Berdakwah di Tengger, kata Didin, adalah pekerjaan berat tetapi mulia. Kunci utamanya adalah bagaimana bisa diterima di masyarakat terlebih dulu. “Karena sepintar apapun dan sehebat apapun, kalau masyarakat tidak mau, siapa yang mau diajarin,” katanya.

Bagi Didin, berdakwah di Tengger adalah memperkenalkan Islam. Sebab sebagian besar penduduk di sana memang benar-benar belum tahu Islam itu apa. "Target dakwah di Tengger yang pertama adalah untuk menyampaikan Islam Rahmatan Lil Alamin, menyampaikan dan mengenalkan Allah dan Rasulullah kepada warga Tengger."

Di Desa Argosari, ada beberapa level pemahaman pada diri mualaf. Mualaf yang sudah lama, sudah dikenalkan dengan puasa sunnah, salat sunnah dan sebagainya. Jamaah di Desa Argosari ini masih campur karena masih ada mualaf yang baru beberapa hari atau beberapa bulan.

Di Masjid Al Hidayah, Dusun Bakalan, baru-baru ini digelar pernikahan secara Islam. Ini ritual pernikahan Islam pertama kali. “Kalau pemakaman secara Islam pertama kali sudah sekitar 8 tahunan lalu. Kalau pernikahan Islam pertama baru terjadi beberapa hari yang lalu,” kata Didin. Dengan pertumbuhan jumlah mualaf yang banyak, Didin mengatakan senang sekali dengan perkembangan jamaahnya.

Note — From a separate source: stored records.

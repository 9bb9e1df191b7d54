//! Software emulation of the Monte Carlo European card.
//!
//! [`HostEmulator`] implements [`AcceleratorBinding`] entirely in host
//! memory so the engine can run without hardware. Device buffers are byte
//! arrays, launches are queued, and [`synchronize`](AcceleratorBinding::synchronize)
//! executes every queued kernel in parallel on the rayon pool.
//!
//! # Kernel model
//!
//! Each launch simulates log-space GBM paths
//!
//! ```text
//! ln S(t+dt) = ln S(t) + (r - q - σ²/2) dt + σ √dt Z,   Z ~ N(0, 1)
//! ```
//!
//! with `time_steps` steps to maturity and returns the discounted mean
//! payoff. Fixed-sample launches simulate exactly the requested number of
//! paths. Tolerance launches simulate blocks of [`BLOCK_PATHS`] until the
//! standard error of the estimate falls to the tolerance, or
//! [`MAX_TOLERANCE_PATHS`] have been drawn.

use std::collections::HashMap;
use std::mem;

use rand::rngs::StdRng;
use rand::SeedableRng;
use rand_distr::{Distribution, StandardNormal};
use rayon::prelude::*;
use tracing::debug;

use crate::binding::{
    AcceleratorBinding, BufferHandle, Handle, KernelArgs, KernelHandle, MemoryBank, ProgramHandle,
};
use crate::error::BindingStatus;
use crate::types::{ConvergenceCriterion, OptionSpec, OptionType};

/// Paths simulated between convergence checks in tolerance mode.
pub const BLOCK_PATHS: u32 = 1024;

/// Upper bound on paths simulated in tolerance mode.
pub const MAX_TOLERANCE_PATHS: u64 = 1 << 24;

struct EmuBuffer {
    bank: MemoryBank,
    bytes: Vec<u8>,
}

struct PendingLaunch {
    kernel: KernelHandle,
    args: KernelArgs,
}

/// In-memory accelerator binding.
#[derive(Default)]
pub struct HostEmulator {
    next_id: u64,
    programs: HashMap<u64, String>,
    kernels: HashMap<u64, String>,
    buffers: HashMap<u64, EmuBuffer>,
    queue: Vec<PendingLaunch>,
    launches: u64,
}

impl HostEmulator {
    /// Creates an emulator with no loaded program.
    pub fn new() -> Self {
        Self::default()
    }

    /// Number of live programs, kernels and buffers.
    pub fn live_objects(&self) -> usize {
        self.programs.len() + self.kernels.len() + self.buffers.len()
    }

    /// Total kernel launches accepted.
    pub fn launches(&self) -> u64 {
        self.launches
    }

    /// Memory bank a live buffer was allocated in.
    pub fn buffer_bank(&self, buffer: BufferHandle) -> Option<MemoryBank> {
        self.buffers.get(&buffer.0).map(|b| b.bank)
    }

    fn allocate_id(&mut self) -> u64 {
        self.next_id += 1;
        self.next_id
    }

    fn buffer(&self, handle: BufferHandle) -> Result<&EmuBuffer, BindingStatus> {
        self.buffers
            .get(&handle.0)
            .ok_or(BindingStatus::INVALID_HANDLE)
    }

    fn buffer_mut(&mut self, handle: BufferHandle) -> Result<&mut EmuBuffer, BindingStatus> {
        self.buffers
            .get_mut(&handle.0)
            .ok_or(BindingStatus::INVALID_HANDLE)
    }

    fn read_seed(&self, buffer: BufferHandle, offset: usize) -> Result<u32, BindingStatus> {
        let bytes = word_range(&self.buffer(buffer)?.bytes, offset, 1, mem::size_of::<u32>())?;
        let mut word = [0u8; 4];
        word.copy_from_slice(bytes);
        Ok(u32::from_ne_bytes(word))
    }
}

fn word_range(
    bytes: &[u8],
    offset: usize,
    words: usize,
    word_size: usize,
) -> Result<&[u8], BindingStatus> {
    let start = offset * word_size;
    let end = start + words * word_size;
    bytes.get(start..end).ok_or(BindingStatus::OUT_OF_RANGE)
}

fn word_range_mut(
    bytes: &mut [u8],
    offset: usize,
    words: usize,
    word_size: usize,
) -> Result<&mut [u8], BindingStatus> {
    let start = offset * word_size;
    let end = start + words * word_size;
    bytes.get_mut(start..end).ok_or(BindingStatus::OUT_OF_RANGE)
}

impl AcceleratorBinding for HostEmulator {
    fn load_image(&mut self, name: &str) -> Result<ProgramHandle, BindingStatus> {
        if name.is_empty() {
            return Err(BindingStatus::IMAGE_NOT_FOUND);
        }
        let id = self.allocate_id();
        self.programs.insert(id, name.to_string());
        Ok(ProgramHandle(id))
    }

    fn create_kernel(
        &mut self,
        program: ProgramHandle,
        name: &str,
    ) -> Result<KernelHandle, BindingStatus> {
        if !self.programs.contains_key(&program.0) {
            return Err(BindingStatus::INVALID_HANDLE);
        }
        let id = self.allocate_id();
        self.kernels.insert(id, name.to_string());
        Ok(KernelHandle(id))
    }

    fn create_buffer(
        &mut self,
        program: ProgramHandle,
        size_bytes: usize,
        bank: MemoryBank,
    ) -> Result<BufferHandle, BindingStatus> {
        if !self.programs.contains_key(&program.0) {
            return Err(BindingStatus::INVALID_HANDLE);
        }
        let id = self.allocate_id();
        self.buffers.insert(
            id,
            EmuBuffer {
                bank,
                bytes: vec![0; size_bytes],
            },
        );
        Ok(BufferHandle(id))
    }

    fn write(
        &mut self,
        buffer: BufferHandle,
        offset: usize,
        data: &[u32],
    ) -> Result<(), BindingStatus> {
        let target = word_range_mut(
            &mut self.buffer_mut(buffer)?.bytes,
            offset,
            data.len(),
            mem::size_of::<u32>(),
        )?;
        for (chunk, word) in target.chunks_exact_mut(4).zip(data) {
            chunk.copy_from_slice(&word.to_ne_bytes());
        }
        Ok(())
    }

    fn read(
        &mut self,
        buffer: BufferHandle,
        offset: usize,
        out: &mut [f64],
    ) -> Result<(), BindingStatus> {
        let source = word_range(
            &self.buffer(buffer)?.bytes,
            offset,
            out.len(),
            mem::size_of::<f64>(),
        )?;
        for (value, chunk) in out.iter_mut().zip(source.chunks_exact(8)) {
            let mut word = [0u8; 8];
            word.copy_from_slice(chunk);
            *value = f64::from_ne_bytes(word);
        }
        Ok(())
    }

    fn launch(&mut self, kernel: KernelHandle, args: &KernelArgs) -> Result<(), BindingStatus> {
        if !self.kernels.contains_key(&kernel.0) {
            return Err(BindingStatus::INVALID_HANDLE);
        }
        word_range(
            &self.buffer(args.output_buffer)?.bytes,
            args.output_offset,
            1,
            mem::size_of::<f64>(),
        )?;
        self.buffer(args.seed_buffer)?;

        self.launches += 1;
        self.queue.push(PendingLaunch {
            kernel,
            args: *args,
        });
        Ok(())
    }

    fn synchronize(&mut self) -> Result<(), BindingStatus> {
        let pending = mem::take(&mut self.queue);
        if pending.is_empty() {
            return Ok(());
        }

        // Seeds are read when the kernel starts, not when it was enqueued
        let jobs = pending
            .iter()
            .map(|p| {
                self.read_seed(p.args.seed_buffer, p.args.seed_offset)
                    .map(|seed| (p.args, seed))
            })
            .collect::<Result<Vec<_>, BindingStatus>>()?;

        let prices: Vec<f64> = jobs
            .par_iter()
            .map(|(args, seed)| {
                simulate_european(&args.option, args.criterion, args.time_steps, *seed)
            })
            .collect();

        for (launch, price) in pending.iter().zip(prices) {
            debug!(kernel = ?launch.kernel, price, "emulated kernel finished");
            let target = word_range_mut(
                &mut self.buffer_mut(launch.args.output_buffer)?.bytes,
                launch.args.output_offset,
                1,
                mem::size_of::<f64>(),
            )?;
            target.copy_from_slice(&price.to_ne_bytes());
        }
        Ok(())
    }

    fn release(&mut self, handle: Handle) -> Result<(), BindingStatus> {
        let removed = match handle {
            Handle::Program(h) => self.programs.remove(&h.0).is_some(),
            Handle::Kernel(h) => self.kernels.remove(&h.0).is_some(),
            Handle::Buffer(h) => self.buffers.remove(&h.0).is_some(),
        };
        if removed {
            Ok(())
        } else {
            Err(BindingStatus::INVALID_HANDLE)
        }
    }
}

/// Running sums of discounted payoffs.
#[derive(Default)]
struct Accumulator {
    sum: f64,
    sum_sq: f64,
    count: u64,
}

impl Accumulator {
    fn push(&mut self, x: f64) {
        self.sum += x;
        self.sum_sq += x * x;
        self.count += 1;
    }

    fn mean(&self) -> f64 {
        self.sum / self.count as f64
    }

    fn std_error(&self) -> f64 {
        if self.count < 2 {
            return f64::INFINITY;
        }
        let n = self.count as f64;
        let variance = (self.sum_sq - self.sum * self.sum / n) / (n - 1.0);
        (variance.max(0.0) / n).sqrt()
    }
}

/// Monte Carlo estimate of a European option price.
pub fn simulate_european(
    option: &OptionSpec,
    criterion: ConvergenceCriterion,
    time_steps: u32,
    seed: u32,
) -> f64 {
    let mut rng = StdRng::seed_from_u64(u64::from(seed));
    let steps = time_steps.max(1);
    let dt = option.time_to_maturity / f64::from(steps);
    let drift = (option.risk_free_rate
        - option.dividend_yield
        - 0.5 * option.volatility * option.volatility)
        * dt;
    let diffusion = option.volatility * dt.sqrt();
    let discount = (-option.risk_free_rate * option.time_to_maturity).exp();
    let log_spot = option.stock_price.ln();

    let mut path = || {
        let mut log_s = log_spot;
        for _ in 0..steps {
            let z: f64 = StandardNormal.sample(&mut rng);
            log_s += drift + diffusion * z;
        }
        let terminal = log_s.exp();
        let payoff = match option.option_type {
            OptionType::Call => (terminal - option.strike_price).max(0.0),
            OptionType::Put => (option.strike_price - terminal).max(0.0),
        };
        discount * payoff
    };

    let mut acc = Accumulator::default();
    match criterion {
        ConvergenceCriterion::FixedSamples(n) => {
            for _ in 0..n {
                acc.push(path());
            }
        }
        ConvergenceCriterion::Tolerance(tol) => loop {
            for _ in 0..BLOCK_PATHS {
                acc.push(path());
            }
            if acc.std_error() <= tol || acc.count >= MAX_TOLERANCE_PATHS {
                break;
            }
        },
    }
    acc.mean()
}
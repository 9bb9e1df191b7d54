//! Error taxonomy for the accelerator host layer.
//!
//! Errors are split by when they can occur:
//! - [`ResourceError`]: session creation and device claiming
//! - [`ValidationError`]: caller contract violations, detected before any
//!   device interaction
//! - [`ComputeError`]: a single asset's accelerator invocation failed; these
//!   are recorded per asset and never abort a batch
//! - [`AccelError`]: the error returned by the public pricing entry points

use std::fmt;
use thiserror::Error;

/// Status code reported by an accelerator binding.
///
/// Zero is never used for a failure; bindings map their native status
/// codes into this type.
#[derive(Clone, Copy, Debug, PartialEq, Eq, Hash)]
pub struct BindingStatus(pub i32);

impl BindingStatus {
    /// Generic failure with no more specific code.
    pub const FAILED: Self = Self(-1);
    /// Handle does not refer to a live object.
    pub const INVALID_HANDLE: Self = Self(-36);
    /// Offset or length lies outside the buffer.
    pub const OUT_OF_RANGE: Self = Self(-30);
    /// Program image could not be found or loaded.
    pub const IMAGE_NOT_FOUND: Self = Self(-44);
    /// Device memory allocation failed.
    pub const OUT_OF_RESOURCES: Self = Self(-5);

    /// Returns the raw status code.
    #[inline]
    pub fn code(&self) -> i32 {
        self.0
    }
}

impl fmt::Display for BindingStatus {
    fn fmt(&self, f: &mut fmt::Formatter<'_>) -> fmt::Result {
        write!(f, "accelerator status {}", self.0)
    }
}

impl std::error::Error for BindingStatus {}

/// Step of session creation at which a failure occurred.
#[derive(Clone, Copy, Debug, PartialEq, Eq, Hash)]
pub enum InitStage {
    /// Loading or building the program image.
    LoadImage,
    /// Instantiating the kernel for a slot.
    CreateKernel {
        /// Slot index.
        slot: usize,
    },
    /// Allocating a slot's output buffer.
    CreateOutputBuffer {
        /// Slot index.
        slot: usize,
    },
    /// Allocating the shared seed buffer.
    CreateSeedBuffer,
}

impl fmt::Display for InitStage {
    fn fmt(&self, f: &mut fmt::Formatter<'_>) -> fmt::Result {
        match self {
            InitStage::LoadImage => write!(f, "program image load"),
            InitStage::CreateKernel { slot } => write!(f, "kernel creation for slot {}", slot),
            InitStage::CreateOutputBuffer { slot } => {
                write!(f, "output buffer allocation for slot {}", slot)
            }
            InitStage::CreateSeedBuffer => write!(f, "seed buffer allocation"),
        }
    }
}

/// Errors raised while acquiring accelerator resources.
#[derive(Debug, Clone, PartialEq, Eq, Error)]
pub enum ResourceError {
    /// Image load, kernel creation or buffer allocation failed. Everything
    /// acquired before the failing step has already been released.
    #[error("session initialisation failed during {stage}: {status}")]
    InitializationFailed {
        /// Step that failed.
        stage: InitStage,
        /// Status reported by the binding.
        status: BindingStatus,
    },

    /// No program image is known for the device.
    #[error("no program image for device '{0}'")]
    UnsupportedDevice(String),

    /// The engine already owns a live session.
    #[error("a session is already active on device '{0}'")]
    SessionActive(String),
}

/// Caller contract violations, rejected before touching the accelerator.
#[derive(Debug, Clone, PartialEq, Error)]
pub enum ValidationError {
    /// More assets than the session's maximum batch width.
    #[error("batch of {requested} assets exceeds the maximum width of {max}")]
    BatchSizeExceeded {
        /// Number of assets submitted.
        requested: usize,
        /// Configured maximum batch width.
        max: usize,
    },

    /// A per-field input array does not have `num_assets` entries.
    #[error("field '{field}' has {actual} entries, expected {expected}")]
    ArrayLengthMismatch {
        /// Name of the offending field.
        field: &'static str,
        /// Declared number of assets.
        expected: usize,
        /// Actual length of the array.
        actual: usize,
    },

    /// A convergence criterion the kernel cannot honour.
    #[error("asset {asset}: invalid convergence criterion ({reason})")]
    InvalidCriterion {
        /// Index of the asset within the batch.
        asset: usize,
        /// Description of the problem.
        reason: String,
    },
}

/// Failure of one asset's accelerator invocation.
///
/// Recorded in that asset's [`RunResult`](crate::types::RunResult); the
/// remaining assets of the batch are still priced.
#[derive(Debug, Clone, Copy, PartialEq, Eq, Error)]
pub enum ComputeError {
    /// Kernel enqueue failed.
    #[error("kernel failed for asset {asset}: {status}")]
    KernelFailed {
        /// Index of the asset within the batch.
        asset: usize,
        /// Status reported by the binding.
        status: BindingStatus,
    },

    /// Host/device data movement failed.
    #[error("transfer failed for asset {asset}: {status}")]
    TransferFailed {
        /// Index of the asset within the batch.
        asset: usize,
        /// Status reported by the binding.
        status: BindingStatus,
    },
}

impl ComputeError {
    /// Index of the asset the error belongs to.
    pub fn asset(&self) -> usize {
        match self {
            ComputeError::KernelFailed { asset, .. } | ComputeError::TransferFailed { asset, .. } => {
                *asset
            }
        }
    }
}

/// Error returned by the public pricing API.
#[derive(Debug, Clone, PartialEq, Error)]
pub enum AccelError {
    /// Session could not be created.
    #[error(transparent)]
    Resource(#[from] ResourceError),

    /// Input rejected before dispatch.
    #[error(transparent)]
    Validation(#[from] ValidationError),

    /// Single-asset run whose only asset failed.
    #[error(transparent)]
    Compute(#[from] ComputeError),

    /// A run was requested with no live session.
    #[error("no accelerator session; call create_session first")]
    NoSession,

    /// The round barrier failed; the device is considered lost.
    #[error("synchronisation failed in round {round}: {status}")]
    SynchronizeFailed {
        /// Dispatch round that was waiting.
        round: usize,
        /// Status reported by the binding.
        status: BindingStatus,
    },
}
//! # Pricer Accel (Layer 3: Accelerator Host)
//!
//! Host-side orchestration for Monte Carlo European option pricing on an
//! accelerator card with a fixed pool of kernel instances.
//!
//! The Monte Carlo kernel itself runs on the device. This crate owns
//! everything around it:
//! - Device object lifecycle (program, kernels, buffers) via [`session`]
//! - Per-launch seed generation via [`seed`]
//! - Tolerance and fixed-sample dispatch, batching across the slot pool and
//!   per-asset failure isolation via [`engine`]
//! - Wall-clock timing of each run via [`timer`]
//!
//! The device runtime is reached only through the
//! [`AcceleratorBinding`](binding::AcceleratorBinding) trait. The
//! [`emulation`] module provides a software binding that runs the kernel on
//! the host.
//!
//! ## Usage Example
//!
//! ```rust
//! use pricer_accel::{
//!     AssetColumns, ConvergenceCriterion, Device, HostEmulator, OptionSpec, OptionType,
//!     PricingEngine, SessionConfig,
//! };
//!
//! let config = SessionConfig::builder().num_kernels(4).build().unwrap();
//! let mut engine = PricingEngine::new(config);
//! engine
//!     .create_session(HostEmulator::new(), &Device::new("xilinx_u200_xdma_201830_2"))
//!     .unwrap();
//!
//! // Single asset, sample until the standard error is at most 0.1
//! let spec = OptionSpec::put(100.0, 110.0, 0.03, 0.01, 0.25, 0.5);
//! let price = engine.run_tolerance(spec, 0.1).unwrap();
//! assert!(price > 0.0);
//!
//! // Column batch, fixed sample counts
//! let option_type = [OptionType::Call, OptionType::Put, OptionType::Call];
//! let spot = [100.0, 100.0, 95.0];
//! let strike = [100.0, 105.0, 100.0];
//! let rate = [0.05; 3];
//! let dividend = [0.0; 3];
//! let vol = [0.2, 0.3, 0.25];
//! let maturity = [1.0, 0.5, 2.0];
//! let columns = AssetColumns {
//!     option_type: &option_type,
//!     stock_price: &spot,
//!     strike_price: &strike,
//!     risk_free_rate: &rate,
//!     dividend_yield: &dividend,
//!     volatility: &vol,
//!     time_to_maturity: &maturity,
//! };
//! let results = engine.run_batch_samples(&columns, &[4096; 3], 3).unwrap();
//! assert_eq!(results.len(), 3);
//! assert!(results.iter().all(|r| r.is_ok()));
//!
//! println!("last run took {} us", engine.last_run_micros());
//! engine.release_session();
//! ```

#![warn(missing_docs)]

pub mod binding;
pub mod config;
pub mod device;
pub mod emulation;
pub mod engine;
pub mod error;
pub mod seed;
pub mod session;
pub mod timer;
pub mod types;

pub use binding::{AcceleratorBinding, KernelArgs};
pub use config::{build_config, ConfigError, SessionConfig};
pub use device::{Device, ImageResolver, TableResolver};
pub use emulation::HostEmulator;
pub use engine::PricingEngine;
pub use error::{AccelError, BindingStatus, ComputeError, ResourceError, ValidationError};
pub use seed::SeedProvider;
pub use session::{KernelSlot, ResourceSession};
pub use timer::RunTimer;
pub use types::{AssetColumns, ConvergenceCriterion, OptionSpec, OptionType, RunResult};
//! Wall-clock timing of pricing runs.

use std::time::{Duration, Instant};

/// Start/end timestamps of the most recent run.
///
/// Overwritten by every run; reports zero before the first one completes.
#[derive(Clone, Copy, Debug, Default)]
pub struct RunTimer {
    start: Option<Instant>,
    end: Option<Instant>,
}

impl RunTimer {
    /// Creates a timer with no recorded run.
    pub fn new() -> Self {
        Self::default()
    }

    /// Marks the start of a run and clears the previous end mark.
    #[inline]
    pub fn start(&mut self) {
        self.start = Some(Instant::now());
        self.end = None;
    }

    /// Marks the end of the current run.
    #[inline]
    pub fn stop(&mut self) {
        self.end = Some(Instant::now());
    }

    /// Duration of the last completed run.
    pub fn elapsed(&self) -> Duration {
        match (self.start, self.end) {
            (Some(start), Some(end)) => end.saturating_duration_since(start),
            _ => Duration::ZERO,
        }
    }

    /// Duration of the last completed run in microseconds.
    #[inline]
    pub fn elapsed_micros(&self) -> u128 {
        self.elapsed().as_micros()
    }
}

“Yang selama ini menjadi tanggung jawab kami, salah satunya ketika anak-anak menginap di masjid, kemudian makan sahur di masjid hingga buka puasa di masjid. Kami juga mempunyai tanggung jawab untuk menyiapkan konsumsinya. Alhamdulillah selama ini tidak pernah kerepotan, tidak pernah kekurangan. Kami menghubungi teman-teman di Malang, Surabaya, Jakarta untuk saling membantu dakwah di Argosari,” kata dia.